Ironically, trades that appear highly risky are a core component of Kean’s risk mitigation strategy—e.g., short biotech stock positions held into clinical trial announcements, and shorts executed after overnight price gaps triggered by corporate announcements.
Proper risk management comprises two tiers: the individual trade level (limiting the loss on a single trade) and the portfolio level.
At the portfolio level, there are furthermore two components. First, similar to individual trades, there are rules to limit the loss of the portfolio as a whole. Such rules include a defined process for reducing exposure as a loss drawdown worsens or a specified percentage loss at which trading is stopped.
The second factor of risk management at the portfolio level applies to the portfolio composition. Positions that are highly correlated would be limited to a feasible extent. Ideally, the portfolio would include positions that are not correlated and, even better, inversely correlated with each other. The idea of building such a portfolio is the essence of Kean’s trading philosophy. Any long-only equity portfolio has a problem that most of the positions will be highly correlated.
The majority of Kean’s portfolio consists of a long equity component (approximately 60% on average, although this range depends on Kean’s estimation of the prevailing return/risk of the market).
Kean solves this problem of a portfolio by combining the highly correlated portion with long equities that are inversely correlated to that portion. The trading portion of the portfolio consists mostly of very short-term trades and a lesser extent of longer-term short positions in the biotech sector. The inverse correlation stems from the fact that almost three-fourths of the short-term trades, and also the longer-term biotech positions, are short positions.
Even the long positions of the trading portion and investment holdings are uncorrelated because they are day trades linked to company-specific events. By combining two inversely correlated components, Kean can extract the long-term appreciation in equities without the typical downside exposure of long equity portfolios in bear markets.
Kean’s unique method of hedging his long equity exposure is not applicable or advisable for most traders. It is not the specific method that Kean uses to reduce portfolio risk that is appropriate for readers. Instead, it is the concept of seeking uncorrelated and, preferably, inversely correlated positions that is important. Traders need to focus not only on their trades but also on how these individual positions correlate with each other.
Michael Kean also applies risk management at the individual trade level with unlimited risk. He learnt the importance of limiting risk on individual trades early in his career when he shorted a stock in a parabolic up move without a contingency plan. The stock price nearly doubled, resulting in a 10% hit to his portfolio—his worst loss ever. He never repeated this mistake.
Kean typically limits the risk to 1% on his biotech trades, his area of expertise, and to only 30 basis points (bps) on non-biotech trades. He generally enters a large-cap holding only after a sizable retracement, limiting further downside in these positions.
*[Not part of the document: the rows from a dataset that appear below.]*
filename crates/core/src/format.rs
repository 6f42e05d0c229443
//! Display formatting shared by every widget.

/// Two decimal places, the way every fare/distance/speed value is shown.
pub fn fixed2(value: f64) -> String {
    format!("{value:.2}")
}

pub fn currency(value: f64) -> String {
    format!("${value:.2}")
}

pub fn miles(value: f64) -> String {
    format!("{value:.2} mi")
}

/// Integer with `,` thousands separators.
pub fn thousands(value: u64) -> String {
    group_digits(&value.to_string())
}

/// en-US style number: grouped integer part, at most three fraction digits,
/// trailing fraction zeros dropped.
pub fn locale_number(value: f64) -> String {
    if !value.is_finite() {
        return value.to_string();
    }

    let rendered = format!("{:.3}", value.abs());
    let (integer, fraction) = rendered
        .split_once('.')
        .unwrap_or((rendered.as_str(), ""));
    let fraction = fraction.trim_end_matches('0');
    let sign = if value < 0.0 && (integer != "0" || !fraction.is_empty()) {
        "-"
    } else {
        ""
    };

    if fraction.is_empty() {
        format!("{sign}{}", group_digits(integer))
    } else {
        format!("{sign}{}.{fraction}", group_digits(integer))
    }
}

/// Grouped integer part with exactly two fraction digits: `1820.5 -> 1,820.50`.
pub fn grouped_fixed2(value: f64) -> String {
    if !value.is_finite() {
        return value.to_string();
    }

    let rendered = format!("{:.2}", value.abs());
    let (integer, fraction) = rendered
        .split_once('.')
        .unwrap_or((rendered.as_str(), "00"));
    let sign = if value < 0.0 && rendered != "0.00" { "-" } else { "" };
    format!("{sign}{}.{fraction}", group_digits(integer))
}

/// Rounds to the nearest whole number and groups it.
pub fn rounded_thousands(value: f64) -> String {
    locale_number(value.round())
}

/// `0 -> 12:00 AM`, `13 -> 1:00 PM`.
pub fn hour_12(hour: u8) -> String {
    let suffix = if hour % 24 < 12 { "AM" } else { "PM" };
    let hour12 = match hour % 12 {
        0 => 12,
        other => other,
    };
    format!("{hour12}:00 {suffix}")
}

fn group_digits(digits: &str) -> String {
    let mut grouped = String::with_capacity(digits.len() + digits.len() / 3);
    for (index, ch) in digits.chars().enumerate() {
        if index > 0 && (digits.len() - index) % 3 == 0 {
            grouped.push(',');
        }
        grouped.push(ch);
    }
    grouped
}

#[cfg(test)]
mod tests {
    use super::*;

    #[test]
    fn thousands_groups_from_the_right() {
        assert_eq!(thousands(0), "0");
        assert_eq!(thousands(999), "999");
        assert_eq!(thousands(1_000), "1,000");
        assert_eq!(thousands(12_345_678), "12,345,678");
    }

    #[test]
    fn locale_number_matches_browser_output() {
        assert_eq!(locale_number(1_234_567.0), "1,234,567");
        assert_eq!(locale_number(12.5), "12.5");
        assert_eq!(locale_number(12.35), "12.35");
        assert_eq!(locale_number(1_500.125_6), "1,500.126");
        assert_eq!(locale_number(-3_000.0), "-3,000");
        assert_eq!(locale_number(-0.0001), "0");
    }

    #[test]
    fn fixed_point_helpers_round_to_two_places() {
        assert_eq!(fixed2(13.456_7), "13.46");
        assert_eq!(currency(9.0), "$9.00");
        assert_eq!(miles(3.2), "3.20 mi");
    }

    #[test]
    fn grouped_fixed2_keeps_two_places() {
        assert_eq!(grouped_fixed2(19.0), "19.00");
        assert_eq!(grouped_fixed2(3.1), "3.10");
        assert_eq!(grouped_fixed2(18.999), "19.00");
        assert_eq!(grouped_fixed2(1_820.5), "1,820.50");
        assert_eq!(grouped_fixed2(-0.001), "0.00");
    }

    #[test]
    fn peak_hour_renders_in_twelve_hour_clock() {
        assert_eq!(hour_12(0), "12:00 AM");
        assert_eq!(hour_12(9), "9:00 AM");
        assert_eq!(hour_12(12), "12:00 PM");
        assert_eq!(hour_12(18), "6:00 PM");
    }

    #[test]
    fn rounded_thousands_drops_fraction() {
        assert_eq!(rounded_thousands(48_211.6), "48,212");
    }
}
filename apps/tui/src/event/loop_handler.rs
use color_eyre::Result;
use crossterm::event::{self, Event, KeyEventKind};
use ratatui::backend::CrosstermBackend;
use ratatui::Terminal;
use std::io::Stdout;
use std::time::Duration;
use taxi_dashboard_core::view::{TableRegion, TableRow};
use taxi_dashboard_core::DashboardSession;

use crate::app::{handle_input, App};
use crate::ui;

/// Run the dashboard without a UI: load everything once, print it, exit.
pub async fn run_headless(app: &mut App, json: bool) -> Result<()> {
    app.load();
    while let Some(batch) = app.actions.next().await {
        for update in batch {
            app.apply(update);
        }
    }
    while app.session.tick() {}

    let stats = build_headless_stats(&app.session, app.actions.api().base());
    if json {
        println!("{}", serde_json::to_string_pretty(&stats)?);
    } else {
        render_headless_stats(&stats);
    }

    Ok(())
}

fn render_headless_stats(stats: &HeadlessStats) {
    println!("\nTaxi Trip Analytics");
    println!("===================");
    println!("API: {}", stats.api_base);
    println!("Generated: {}", stats.generated_at);

    println!("\nSummary:");
    for (label, value) in &stats.summary {
        println!("- {label}: {value}");
    }

    println!("\nInsights:");
    println!("- Peak hour: {}", stats.peak_hour);
    println!("- Busiest day: {}", stats.busiest_day);
    println!("- Average daily trips: {}", stats.avg_daily_trips);

    for (title, rows) in [
        ("Top Pickups", &stats.top_pickups),
        ("Top Drop offs", &stats.top_dropoffs),
        ("Average Fare by Borough", &stats.borough_fares),
    ] {
        println!("\n{title}:");
        for row in rows {
            println!("- {}", row.join(" | "));
        }
    }

    println!("\nMap markers placed: {}", stats.markers_placed);
    println!("Available dates: {}", stats.available_dates);

    if !stats.errors.is_empty() {
        println!("\nErrors:");
        for error in &stats.errors {
            println!("- {error}");
        }
    }
}

pub fn build_headless_stats(session: &DashboardSession, api_base: &str) -> HeadlessStats {
    HeadlessStats {
        api_base: api_base.to_string(),
        generated_at: chrono::Utc::now().format("%Y-%m-%d %H:%M:%S UTC").to_string(),
        summary: session
            .cards
            .cards()
            .iter()
            .map(|card| (card.kind.label().to_string(), session.cards.text(card.kind).to_string()))
            .collect(),
        peak_hour: session.insights.peak_hour.clone(),
        busiest_day: session.insights.busiest_day.clone(),
        avg_daily_trips: session.insights.avg_daily_trips.clone(),
        top_pickups: table_rows(&session.top_pickups),
        top_dropoffs: table_rows(&session.top_dropoffs),
        borough_fares: table_rows(&session.borough_fares),
        markers_placed: session.map.layer.len(),
        available_dates: session.dates.options().len(),
        errors: session
            .diagnostics()
            .map(|diagnostic| format!("{}: {}", diagnostic.source, diagnostic.message))
            .collect(),
    }
}

/// Placeholder rows print as their message.
fn table_rows(table: &TableRegion) -> Vec<Vec<String>> {
    table
        .rows()
        .iter()
        .map(|row| match row {
            TableRow::Cells(cells) => cells.clone(),
            TableRow::Placeholder { text, .. } => vec![text.clone()],
        })
        .collect()
}

#[derive(Debug, serde::Serialize)]
pub struct HeadlessStats {
    pub api_base: String,
    pub generated_at: String,
    pub summary: Vec<(String, String)>,
    pub peak_hour: String,
    pub busiest_day: String,
    pub avg_daily_trips: String,
    pub top_pickups: Vec<Vec<String>>,
    pub top_dropoffs: Vec<Vec<String>>,
    pub borough_fares: Vec<Vec<String>>,
    pub markers_placed: usize,
    pub available_dates: usize,
    pub errors: Vec<String>,
}

/// Run the main application event loop
pub async fn run(terminal: &mut Terminal<CrosstermBackend<Stdout>>, app: &mut App) -> Result<()> {
    // Configure event poll timeout (ms)
    const EVENT_POLL_TIMEOUT: u64 = 50;

    app.load();

    while app.running {
        app.update();

        if let Err(e) = terminal.draw(|f| ui::ui(app, f)) {
            return Err(color_eyre::eyre::eyre!("Terminal draw error: {e}"));
        }

        if matches!(
            event::poll(Duration::from_millis(EVENT_POLL_TIMEOUT)),
            Ok(true)
        ) {
            match event::read() {
                Ok(Event::Key(key)) if key.kind == KeyEventKind::Press => {
                    handle_input(app, key.code);
                }
                Ok(Event::Resize(width, _)) => {
                    app.session.menu.on_resize(width >= ui::WIDE_LAYOUT);
                }
                Ok(_) | Err(_) => {
                    // Ignore other events
                }
            }
        }

        // Let spawned requests make progress between frames
        tokio::task::yield_now().await;
    }

    Ok(())
}

#[cfg(test)]
mod tests {
    use super::*;
    use taxi_dashboard_core::api::FetchError;
    use taxi_dashboard_core::models::{LocationAggregate, LocationKind};
    use taxi_dashboard_core::DashboardUpdate;

    #[test]
    fn headless_stats_report_rows_and_errors() {
        let mut session = DashboardSession::default();
        session.apply(DashboardUpdate::TopLocations {
            kind: LocationKind::Pickup,
            result: Ok(vec![LocationAggregate {
                zone: "JFK Airport".to_string(),
                trip_count: 12_500,
            }]),
        });
        session.apply(DashboardUpdate::TopLocations {
            kind: LocationKind::Dropoff,
            result: Ok(Vec::new()),
        });
        session.apply(DashboardUpdate::Insights(Err(FetchError::Status { status: 500 })));

        let stats = build_headless_stats(&session, "http://127.0.0.1:5000");

        assert_eq!(stats.top_pickups, [vec!["JFK Airport".to_string(), "12,500".to_string()]]);
        assert_eq!(stats.top_dropoffs, [vec!["No Top Drop off Data Available".to_string()]]);
        assert_eq!(stats.peak_hour, "Unavailable");
        assert_eq!(stats.errors, ["insights: server responded with HTTP 500".to_string()]);
        assert_eq!(stats.summary.len(), 5);
    }

    #[test]
    fn headless_stats_serialise() {
        let stats = build_headless_stats(&DashboardSession::default(), "http://api");
        let json = serde_json::to_value(&stats).unwrap();
        assert_eq!(json["api_base"], "http://api");
        assert!(json["generated_at"].as_str().is_some_and(|at| at.ends_with("UTC")));
        assert_eq!(json["summary"][0][1], "--");
    }
}
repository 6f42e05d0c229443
pub mod dashboard;
pub mod locations;
pub mod map;
pub mod overlays;
pub mod search;
pub mod trends;
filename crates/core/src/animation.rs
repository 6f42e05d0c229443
use std::time::Duration;

use crate::format::{grouped_fixed2, locale_number};

const COUNTER_FRAMES: f64 = 100.0;
const INTRO_VISIBLE: Duration = Duration::from_millis(9_000);
const INTRO_FADE: Duration = Duration::from_millis(800);

/// The five summary cards. Identity decides the unit decoration.
#[derive(Debug, Clone, Copy, PartialEq, Eq, Hash)]
pub enum CardKind {
    TotalTrips,
    AvgFare,
    AvgDistance,
    AvgSpeed,
    TotalRevenue,
}

impl CardKind {
    pub const ALL: [Self; 5] = [
        Self::TotalTrips,
        Self::AvgFare,
        Self::AvgDistance,
        Self::AvgSpeed,
        Self::TotalRevenue,
    ];

    pub const fn label(self) -> &'static str {
        match self {
            Self::TotalTrips => "Total Trips",
            Self::AvgFare => "Average Fare",
            Self::AvgDistance => "Average Distance",
            Self::AvgSpeed => "Average Speed",
            Self::TotalRevenue => "Average Total Amount",
        }
    }

    /// Final card text once the counter has landed. Trips stay whole, every
    /// other card shows two decimals.
    pub fn decorate(self, value: f64) -> String {
        match self {
            Self::TotalTrips => locale_number(value),
            Self::AvgFare | Self::TotalRevenue => format!("${}", grouped_fixed2(value)),
            Self::AvgDistance => format!("{} miles", grouped_fixed2(value)),
            Self::AvgSpeed => format!("{} mph", grouped_fixed2(value)),
        }
    }
}

/// Counts a card up from zero to its target, one step per frame.
#[derive(Debug, Clone, PartialEq)]
pub struct CounterTween {
    card: CardKind,
    target: f64,
    count: f64,
    increment: f64,
    finished: bool,
}

impl CounterTween {
    /// Reaches the target in a hundred frames.
    pub fn new(card: CardKind, target: f64) -> Self {
        Self::with_increment(card, target, target / COUNTER_FRAMES)
    }

    /// Reaches the target in `duration`, advancing once every `frame`.
    pub fn timed(card: CardKind, target: f64, duration: Duration, frame: Duration) -> Self {
        let frames = (duration.as_secs_f64() / frame.as_secs_f64().max(f64::EPSILON))
            .round()
            .max(1.0);
        Self::with_increment(card, target, target / frames)
    }

    const fn with_increment(card: CardKind, target: f64, increment: f64) -> Self {
        Self {
            card,
            target,
            count: 0.0,
            increment,
            finished: false,
        }
    }

    pub const fn card(&self) -> CardKind {
        self.card
    }

    pub const fn is_finished(&self) -> bool {
        self.finished
    }

    /// Text shown before the first frame.
    pub const fn initial_text() -> &'static str {
        "0"
    }

    /// Advances one frame and returns the text to display.
    pub fn advance(&mut self) -> String {
        if self.finished {
            return self.card.decorate(self.target);
        }

        self.count += self.increment;
        if self.count < self.target {
            format!("{}", self.count.floor())
        } else {
            self.finished = true;
            self.card.decorate(self.target)
        }
    }
}

#[derive(Debug, Clone, Copy, PartialEq, Eq)]
pub enum OverlayPhase {
    Visible,
    Fading,
    Hidden,
}

/// Splash shown on first load.
#[derive(Debug, Clone, Copy, PartialEq, Eq, Default)]
pub struct IntroOverlay {
    dismissed: bool,
}

impl IntroOverlay {
    pub fn phase(self, since_start: Duration) -> OverlayPhase {
        if self.dismissed || since_start >= INTRO_VISIBLE + INTRO_FADE {
            OverlayPhase::Hidden
        } else if since_start >= INTRO_VISIBLE {
            OverlayPhase::Fading
        } else {
            OverlayPhase::Visible
        }
    }

    /// Opacity in `[0, 1]`.
    pub fn opacity(self, since_start: Duration) -> f64 {
        match self.phase(since_start) {
            OverlayPhase::Visible => 1.0,
            OverlayPhase::Hidden => 0.0,
            OverlayPhase::Fading => {
                let faded = since_start.saturating_sub(INTRO_VISIBLE).as_secs_f64();
                (1.0 - faded / INTRO_FADE.as_secs_f64()).clamp(0.0, 1.0)
            }
        }
    }

    pub fn dismiss(&mut self) {
        self.dismissed = true;
    }
}
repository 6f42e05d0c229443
use serde::de::DeserializeOwned;
use taxi_dashboard_core::api::{endpoint_url, DashboardApi, FetchError, Query, DEFAULT_API_BASE};
use wasm_bindgen::{JsCast, JsValue};
use wasm_bindgen_futures::JsFuture;
use web_sys::{Request, RequestInit, RequestMode, Response, UrlSearchParams};

/// Zone boundaries are served next to the page.
const ZONES_DOCUMENT: &str = "taxi_zones.geojson";

/// Browser `fetch` client for the analytics API.
pub struct FetchApi {
    base: String,
}

impl FetchApi {
    /// Uses `TAXI_API_BASE` from the build environment when set.
    pub fn from_build_env() -> Self {
        Self {
            base: option_env!("TAXI_API_BASE")
                .unwrap_or(DEFAULT_API_BASE)
                .to_string(),
        }
    }

    pub fn base(&self) -> &str {
        &self.base
    }
}

impl DashboardApi for FetchApi {
    async fn get_json<T: DeserializeOwned>(
        &self,
        path: &str,
        query: &Query,
    ) -> Result<T, FetchError> {
        let url = with_query(endpoint_url(&self.base, path), &encode_query(query)?);
        let body = fetch_text(&url, RequestMode::Cors).await?;
        Ok(serde_json::from_str(&body)?)
    }

    async fn zone_document(&self) -> Result<String, FetchError> {
        fetch_text(ZONES_DOCUMENT, RequestMode::SameOrigin).await
    }
}

/// Form-encodes the query with the browser's `URLSearchParams`.
fn encode_query(query: &Query) -> Result<String, FetchError> {
    let params = UrlSearchParams::new().map_err(network)?;
    for (key, value) in query {
        params.append(key, value);
    }
    Ok(params.to_string().into())
}

fn with_query(mut url: String, encoded: &str) -> String {
    if !encoded.is_empty() {
        url.push('?');
        url.push_str(encoded);
    }
    url
}

async fn fetch_text(url: &str, mode: RequestMode) -> Result<String, FetchError> {
    let window = web_sys::window().ok_or_else(|| FetchError::Network("no window".to_string()))?;

    let opts = RequestInit::new();
    opts.set_method("GET");
    opts.set_mode(mode);

    let request = Request::new_with_str_and_init(url, &opts).map_err(network)?;
    let response_value = JsFuture::from(window.fetch_with_request(&request))
        .await
        .map_err(network)?;
    let response: Response = response_value.dyn_into().map_err(network)?;

    if !response.ok() {
        return Err(FetchError::Status {
            status: response.status(),
        });
    }

    let text = JsFuture::from(response.text().map_err(network)?)
        .await
        .map_err(network)?;
    text.as_string()
        .ok_or_else(|| FetchError::Decode(format!("{url}: body is not text")))
}

fn network(error: JsValue) -> FetchError {
    FetchError::Network(
        error
            .as_string()
            .unwrap_or_else(|| format!("{error:?}")),
    )
}
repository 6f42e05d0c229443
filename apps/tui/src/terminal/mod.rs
mod setup;

pub use setup::{cleanup_terminal_state as cleanup, setup_terminal as setup};
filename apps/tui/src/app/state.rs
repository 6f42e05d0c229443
use crate::app::actions::AppActions;
use crate::config::AppConfig;
use crate::http::HttpApi;
use std::time::{Duration, Instant};
use taxi_dashboard_core::animation::OverlayPhase;
use taxi_dashboard_core::search::SearchField;
use taxi_dashboard_core::{CounterTiming, DashboardRequest, DashboardSession, DashboardUpdate};
use throbber_widgets_tui::ThrobberState;

/// Counters land after two seconds at the event loop's frame rate.
pub const COUNTER_DURATION: Duration = Duration::from_millis(2_000);
pub const FRAME: Duration = Duration::from_millis(50);

/// Which row of the search form has the cursor.
#[derive(Debug, Clone, Copy, PartialEq, Eq)]
pub enum SearchFocus {
    Method,
    Field(SearchField),
    Submit,
}

#[derive(Debug)]
pub struct App {
    pub running: bool,
    pub session: DashboardSession,
    pub actions: AppActions,
    pub started: Instant,
    pub last_frame: Instant,
    pub throbber: ThrobberState,
    pub show_help: bool,
    pub menu_index: usize,
    pub method_index: usize,
    pub search_focus: SearchFocus,
    pub results_scroll: usize,
}

impl App {
    pub fn new(config: &AppConfig, api: HttpApi) -> Self {
        let session = DashboardSession::new(config.top_limit).with_counter_timing(
            CounterTiming::Timed {
                duration: COUNTER_DURATION,
                frame: FRAME,
            },
        );

        Self {
            running: true,
            session,
            actions: AppActions::new(api),
            started: Instant::now(),
            last_frame: Instant::now(),
            throbber: ThrobberState::default(),
            show_help: false,
            menu_index: 0,
            method_index: 0,
            search_focus: SearchFocus::Method,
            results_scroll: 0,
        }
    }

    /// Fires every page-load request.
    pub fn load(&mut self) {
        for request in self.session.initial_requests() {
            self.dispatch(request);
        }
    }

    pub fn dispatch(&mut self, request: DashboardRequest) {
        log::debug!("Dispatching {}", request.name());
        self.actions.dispatch(request);
    }

    /// Applies one update and dispatches whatever it unlocked.
    pub fn apply(&mut self, update: DashboardUpdate) {
        for follow_up in self.session.apply(update) {
            self.dispatch(follow_up);
        }
    }

    /// Per-frame housekeeping: pick up finished requests and advance the
    /// counters and spinner.
    pub fn update(&mut self) {
        for update in self.actions.drain() {
            self.apply(update);
        }

        let now = Instant::now();
        if now.duration_since(self.last_frame) < FRAME {
            return;
        }
        self.last_frame = now;

        self.session.tick();
        if self.is_loading() {
            self.throbber.calc_next();
        }
    }

    pub const fn is_loading(&self) -> bool {
        self.actions.in_flight() > 0
    }

    pub fn intro_phase(&self) -> OverlayPhase {
        self.session.intro.phase(self.started.elapsed())
    }

    /// Validates the search form and sends it when valid.
    pub fn submit_search(&mut self) {
        if let Some(request) = self.session.submit_search() {
            self.results_scroll = 0;
            self.dispatch(request);
        }
    }

    pub fn quit(&mut self) {
        self.running = false;
    }
}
In late 2014, Kean let his discipline lapse. He was 35% up for the year. Thus, he felt he could take more risk, given his profit cushion. He bought a group of energy stocks because the sector was down sharply. It had nothing to do with his standard methodology. Within two weeks, he had sacrificed 7% of his profits for the year.
It is very common for traders to become careless when they are performing well.
A trader should be aware of letting such strong performances get to their heads. Persistence is the key to develop a decent edge in this long journey. One has to identify that edge and develop a trading process accordingly. Mistakes teach us a lot when analyzed. Lastly, trading should be done out of love so that one can survive through tough times.